[Start of section]

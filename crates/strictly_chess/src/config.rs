//! Session configuration loaded from TOML.

use crate::engine::PromotionPolicy;
use crate::error::ConfigError;
use crate::notation::{Disambiguation, Translator};
use crate::types::Participant;
use derive_getters::Getters;
use serde::{Deserialize, Serialize};
use std::path::{Path, PathBuf};
use std::time::Duration;
use tracing::{debug, info, instrument};

/// Environment variable naming the local participant.
pub const PLAYER_ENV: &str = "STRICTLY_CHESS_PLAYER";

/// Configuration for one participant's session.
#[derive(Debug, Clone, PartialEq, Eq, Getters, Serialize, Deserialize)]
pub struct ChessConfig {
    /// Both participants, in tie-break order.
    participants: Vec<Participant>,

    /// Local participant. Usually given on the command line instead.
    #[serde(default)]
    identity: Option<Participant>,

    /// Path of the shared log file.
    #[serde(default = "default_log_path")]
    log_path: PathBuf,

    /// How often the file log is checked for new entries.
    #[serde(default = "default_poll_interval_ms")]
    poll_interval_ms: u64,

    /// Piece to promote pawns to.
    #[serde(default)]
    promotion: PromotionPolicy,

    /// How ambiguous piece moves are qualified.
    #[serde(default)]
    disambiguation: Disambiguation,
}

#[instrument]
fn default_log_path() -> PathBuf {
    PathBuf::from("strictly_chess.jsonl")
}

#[instrument]
fn default_poll_interval_ms() -> u64 {
    500
}

impl ChessConfig {
    /// Creates a configuration with defaults for everything but the participants.
    #[instrument(skip(participants), fields(count = participants.len()))]
    pub fn new(participants: Vec<Participant>) -> Self {
        Self {
            participants,
            identity: None,
            log_path: default_log_path(),
            poll_interval_ms: default_poll_interval_ms(),
            promotion: PromotionPolicy::default(),
            disambiguation: Disambiguation::default(),
        }
    }

    /// Loads configuration from a TOML file.
    #[instrument(skip(path), fields(path = %path.as_ref().display()))]
    pub fn from_file(path: impl AsRef<Path>) -> Result<Self, ConfigError> {
        debug!("Loading config from file");
        let content = std::fs::read_to_string(path.as_ref())
            .map_err(|e| ConfigError::new(format!("Failed to read config file: {}", e)))?;
        let config = Self::from_toml(&content)?;
        info!(participants = config.participants.len(), "Config loaded successfully");
        Ok(config)
    }

    /// Parses configuration from TOML text.
    pub fn from_toml(content: &str) -> Result<Self, ConfigError> {
        let config: Self = toml::from_str(content)
            .map_err(|e| ConfigError::new(format!("Failed to parse config: {}", e)))?;
        config.validate()?;
        Ok(config)
    }

    fn validate(&self) -> Result<(), ConfigError> {
        if self.participants.len() != 2 {
            return Err(ConfigError::new(format!(
                "Expected exactly 2 participants, found {}",
                self.participants.len()
            )));
        }
        if self.participants[0] == self.participants[1] {
            return Err(ConfigError::new("Participants must be distinct"));
        }
        if self.poll_interval_ms == 0 {
            return Err(ConfigError::new("poll_interval_ms must be positive"));
        }
        Ok(())
    }

    /// Replaces the log path.
    pub fn with_log_path(mut self, path: impl Into<PathBuf>) -> Self {
        self.log_path = path.into();
        self
    }

    /// Picks the local participant: `explicit`, then the config file, then
    /// the [`PLAYER_ENV`] variable.
    #[instrument(skip(self))]
    pub fn resolve_identity(&self, explicit: Option<&str>) -> Result<Participant, ConfigError> {
        if let Some(name) = explicit {
            return Ok(Participant::new(name));
        }
        if let Some(identity) = &self.identity {
            return Ok(identity.clone());
        }
        std::env::var(PLAYER_ENV).map(Participant::new).map_err(|_| {
            ConfigError::new(format!(
                "No player given: pass --me, set identity in the config, or set {}",
                PLAYER_ENV
            ))
        })
    }

    /// Poll interval for the file log.
    pub fn poll_interval(&self) -> Duration {
        Duration::from_millis(self.poll_interval_ms)
    }

    /// Translator configured with the promotion and disambiguation policies.
    pub fn translator(&self) -> Translator {
        Translator::new(self.promotion, self.disambiguation)
    }
}

#[cfg(test)]
mod tests {
    use super::*;

    #[test]
    fn test_defaults_fill_missing_fields() {
        let config = ChessConfig::from_toml(r#"participants = ["alice", "bob"]"#).unwrap();
        assert_eq!(config.participants()[0], Participant::new("alice"));
        assert_eq!(*config.poll_interval_ms(), 500);
        assert_eq!(config.log_path(), &PathBuf::from("strictly_chess.jsonl"));
        assert_eq!(*config.promotion(), PromotionPolicy::Queen);
        assert_eq!(*config.disambiguation(), Disambiguation::Minimal);
        assert_eq!(config.translator(), Translator::default());
    }

    #[test]
    fn test_full_config() {
        let config = ChessConfig::from_toml(
            r#"
            participants = ["alice", "bob"]
            identity = "bob"
            log_path = "games/one.jsonl"
            poll_interval_ms = 50
            promotion = "knight"
            disambiguation = "omit"
            "#,
        )
        .unwrap();
        assert_eq!(config.identity(), &Some(Participant::new("bob")));
        assert_eq!(config.poll_interval(), Duration::from_millis(50));
        assert_eq!(
            config.translator(),
            Translator::new(PromotionPolicy::Knight, Disambiguation::Omit)
        );
    }

    #[test]
    fn test_invalid_participants_rejected() {
        assert!(ChessConfig::from_toml(r#"participants = ["alice"]"#).is_err());
        assert!(ChessConfig::from_toml(r#"participants = ["alice", "alice"]"#).is_err());
        let err = ChessConfig::from_toml("participants = 3").unwrap_err();
        assert!(err.message.contains("Failed to parse"));
    }

    #[test]
    fn test_explicit_identity_wins() {
        let config = ChessConfig::from_toml(
            r#"
            participants = ["alice", "bob"]
            identity = "bob"
            "#,
        )
        .unwrap();
        assert_eq!(
            config.resolve_identity(Some("alice")).unwrap(),
            Participant::new("alice")
        );
        assert_eq!(config.resolve_identity(None).unwrap(), Participant::new("bob"));
    }

    #[test]
    fn test_from_file() {
        let dir = tempfile::tempdir().unwrap();
        let path = dir.path().join("strictly_chess.toml");
        std::fs::write(&path, "participants = [\"alice\", \"bob\"]\n").unwrap();
        let config = ChessConfig::from_file(&path).unwrap();
        assert_eq!(config.participants().len(), 2);
        assert!(ChessConfig::from_file(dir.path().join("missing.toml")).is_err());
    }
}
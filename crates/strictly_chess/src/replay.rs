//! Rebuilds the game from log history.

use crate::engine::RulesEngine;
use crate::error::{InvalidMoveReason, SessionError};
use crate::log::LogEntry;
use crate::notation::Translator;
use crate::types::{Participant, PieceKind, SessionRoleAssignment, Side};
use tracing::{debug, error, info, instrument};

/// Result of replaying a history.
#[derive(Debug, Clone, Copy, PartialEq, Eq)]
pub struct Reconstruction {
    /// Elected sides.
    pub roles: SessionRoleAssignment,
    /// Number of moves applied.
    pub moves_applied: usize,
    /// Piece captured by the last applied move.
    pub last_capture: Option<PieceKind>,
}

/// Fails unless `identity` is one of `participants`.
#[instrument(skip(participants))]
pub fn resolve_identity(
    identity: &Participant,
    participants: &[Participant],
) -> Result<(), SessionError> {
    if participants.contains(identity) {
        Ok(())
    } else {
        error!(%identity, "Identity not among participants");
        Err(SessionError::IdentityResolution {
            identity: identity.to_string(),
        })
    }
}

/// Elects the local side.
///
/// Whoever authored the earliest move plays first. Before anyone has moved,
/// the first listed participant does.
#[instrument(skip(history, participants))]
pub fn assign_roles(
    history: &[LogEntry],
    identity: &Participant,
    participants: &[Participant],
) -> Result<SessionRoleAssignment, SessionError> {
    resolve_identity(identity, participants)?;

    let first_mover = history
        .iter()
        .find(|entry| entry.raw_move.is_some())
        .map(|entry| &entry.participant)
        .or_else(|| participants.first());

    let local = if first_mover == Some(identity) {
        Side::First
    } else {
        Side::Second
    };
    Ok(SessionRoleAssignment::new(local))
}

/// Replays history into a rules engine.
#[derive(Debug, Clone, Copy, Default)]
pub struct LogReplayer {
    translator: Translator,
}

impl LogReplayer {
    /// Creates a replayer that translates with `translator`.
    pub fn new(translator: Translator) -> Self {
        Self { translator }
    }

    /// Elects roles and applies every move in `history` to `engine`.
    ///
    /// Odd-indexed moves were made by the second side and are mirrored. A
    /// move the engine rejects means the log and the engine disagree; that is
    /// fatal and nothing after it is applied.
    #[instrument(skip(self, engine, history, participants), fields(entries = history.len()))]
    pub fn reconstruct<E: RulesEngine + ?Sized>(
        &self,
        engine: &mut E,
        history: &[LogEntry],
        identity: &Participant,
        participants: &[Participant],
    ) -> Result<Reconstruction, SessionError> {
        let roles = assign_roles(history, identity, participants)?;

        let mut moves_applied = 0;
        let mut last_capture = None;
        for entry in history {
            let Some(raw) = entry.raw_move else {
                continue;
            };
            let flip = Side::for_move_index(moves_applied).is_mirrored();
            let translation = self.translator.translate(engine, raw, flip);
            if translation.invalid {
                let reason = translation.reason.unwrap_or(InvalidMoveReason::Illegal);
                error!(
                    sequence = entry.sequence,
                    notation = %translation.canonical,
                    %reason,
                    "Log entry rejected during replay"
                );
                return Err(SessionError::ReplayConsistency {
                    sequence: entry.sequence,
                    notation: translation.canonical,
                    reason,
                });
            }
            debug!(sequence = entry.sequence, notation = %translation.canonical, flip, "Replayed");
            moves_applied += 1;
            last_capture = translation.captured;
        }

        info!(local = %roles.local, moves_applied, "Game reconstructed");
        Ok(Reconstruction {
            roles,
            moves_applied,
            last_capture,
        })
    }
}

#[cfg(test)]
mod tests {
    use super::*;
    use crate::engine::ShakmatyEngine;
    use crate::types::Occupant;
    use chrono::Utc;

    fn participants() -> Vec<Participant> {
        vec![Participant::new("alice"), Participant::new("bob")]
    }

    fn entry(sequence: u64, who: &str, raw: Option<&str>) -> LogEntry {
        LogEntry {
            sequence,
            participant: Participant::new(who),
            raw_move: raw.map(|r| r.parse().unwrap()),
            capture: None,
            recorded_at: Utc::now(),
        }
    }

    #[test]
    fn test_empty_history_uses_participant_order() {
        let alice = Participant::new("alice");
        let bob = Participant::new("bob");
        assert_eq!(assign_roles(&[], &alice, &participants()).unwrap().local, Side::First);
        assert_eq!(assign_roles(&[], &bob, &participants()).unwrap().local, Side::Second);

        let bootstrap = [entry(1, "bob", None)];
        assert_eq!(
            assign_roles(&bootstrap, &alice, &participants()).unwrap().local,
            Side::First
        );
    }

    #[test]
    fn test_first_mover_plays_first_regardless_of_list_order() {
        let history = [entry(1, "alice", None), entry(2, "bob", Some("e2e4"))];
        let roles = assign_roles(&history, &Participant::new("bob"), &participants()).unwrap();
        assert_eq!(roles.local, Side::First);
        assert_eq!(roles.opponent, Side::Second);

        let again = assign_roles(&history, &Participant::new("bob"), &participants()).unwrap();
        assert_eq!(roles, again);
    }

    #[test]
    fn test_unknown_identity_is_rejected() {
        let err = assign_roles(&[], &Participant::new("mallory"), &participants()).unwrap_err();
        assert!(matches!(err, SessionError::IdentityResolution { .. }));
    }

    #[test]
    fn test_reconstruct_applies_moves_with_parity_flip() {
        let history = [
            entry(1, "alice", None),
            entry(2, "alice", Some("e2e4")),
            // bob's own view of e7e5
            entry(3, "bob", Some("d2d4")),
        ];
        let mut engine = ShakmatyEngine::new();
        let result = LogReplayer::default()
            .reconstruct(&mut engine, &history, &Participant::new("bob"), &participants())
            .unwrap();

        assert_eq!(result.roles.local, Side::Second);
        assert_eq!(result.moves_applied, 2);
        let pawn = |side| Some(Occupant::new(PieceKind::Pawn, side));
        assert_eq!(engine.occupant("e4".parse().unwrap()), pawn(Side::First));
        assert_eq!(engine.occupant("e5".parse().unwrap()), pawn(Side::Second));
        assert_eq!(engine.status().side_to_move, Side::First);
    }

    #[test]
    fn test_reconstruct_is_idempotent() {
        let history = [
            entry(1, "alice", None),
            entry(2, "alice", Some("e2e4")),
            entry(3, "bob", Some("e2e4")),
            entry(4, "alice", Some("g1f3")),
        ];
        let replayer = LogReplayer::default();
        let alice = Participant::new("alice");

        let mut first = ShakmatyEngine::new();
        let a = replayer
            .reconstruct(&mut first, &history, &alice, &participants())
            .unwrap();
        let mut second = ShakmatyEngine::new();
        let b = replayer
            .reconstruct(&mut second, &history, &alice, &participants())
            .unwrap();

        assert_eq!(a, b);
        assert_eq!(first.status(), second.status());
    }

    #[test]
    fn test_rejected_history_is_fatal() {
        let history = [
            entry(1, "alice", None),
            entry(2, "alice", Some("e2e4")),
            entry(3, "bob", Some("e2e5")),
            entry(4, "alice", Some("d2d4")),
        ];
        let mut engine = ShakmatyEngine::new();
        let err = LogReplayer::default()
            .reconstruct(&mut engine, &history, &Participant::new("alice"), &participants())
            .unwrap_err();

        match err {
            SessionError::ReplayConsistency {
                sequence, reason, ..
            } => {
                assert_eq!(sequence, 3);
                assert_eq!(reason, InvalidMoveReason::Illegal);
            }
            other => panic!("unexpected error: {other}"),
        }
        assert_eq!(engine.occupant("d4".parse().unwrap()), None);
    }
}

[End of section]

* Prompt *
Look above for the line holding "Creates a replayer" and the line holding "fn participants() ->", then output exactly those two lines and every line between them, nothing more.

* Task response *
    /// Creates a replayer that translates with `translator`.
    pub fn new(translator: Translator) -> Self {
        Self { translator }
    }

    /// Elects roles and applies every move in `history` to `engine`.
    ///
    /// Odd-indexed moves were made by the second side and are mirrored. A
    /// move the engine rejects means the log and the engine disagree; that is
    /// fatal and nothing after it is applied.
    #[instrument(skip(self, engine, history, participants), fields(entries = history.len()))]
    pub fn reconstruct<E: RulesEngine + ?Sized>(
        &self,
        engine: &mut E,
        history: &[LogEntry],
        identity: &Participant,
        participants: &[Participant],
    ) -> Result<Reconstruction, SessionError> {
        let roles = assign_roles(history, identity, participants)?;

        let mut moves_applied = 0;
        let mut last_capture = None;
        for entry in history {
            let Some(raw) = entry.raw_move else {
                continue;
            };
            let flip = Side::for_move_index(moves_applied).is_mirrored();
            let translation = self.translator.translate(engine, raw, flip);
            if translation.invalid {
                let reason = translation.reason.unwrap_or(InvalidMoveReason::Illegal);
                error!(
                    sequence = entry.sequence,
                    notation = %translation.canonical,
                    %reason,
                    "Log entry rejected during replay"
                );
                return Err(SessionError::ReplayConsistency {
                    sequence: entry.sequence,
                    notation: translation.canonical,
                    reason,
                });
            }
            debug!(sequence = entry.sequence, notation = %translation.canonical, flip, "Replayed");
            moves_applied += 1;
            last_capture = translation.captured;
        }

        info!(local = %roles.local, moves_applied, "Game reconstructed");
        Ok(Reconstruction {
            roles,
            moves_applied,
            last_capture,
        })
    }
}

#[cfg(test)]
mod tests {
    use super::*;
    use crate::engine::ShakmatyEngine;
    use crate::types::Occupant;
    use chrono::Utc;

    fn participants() -> Vec<Participant> {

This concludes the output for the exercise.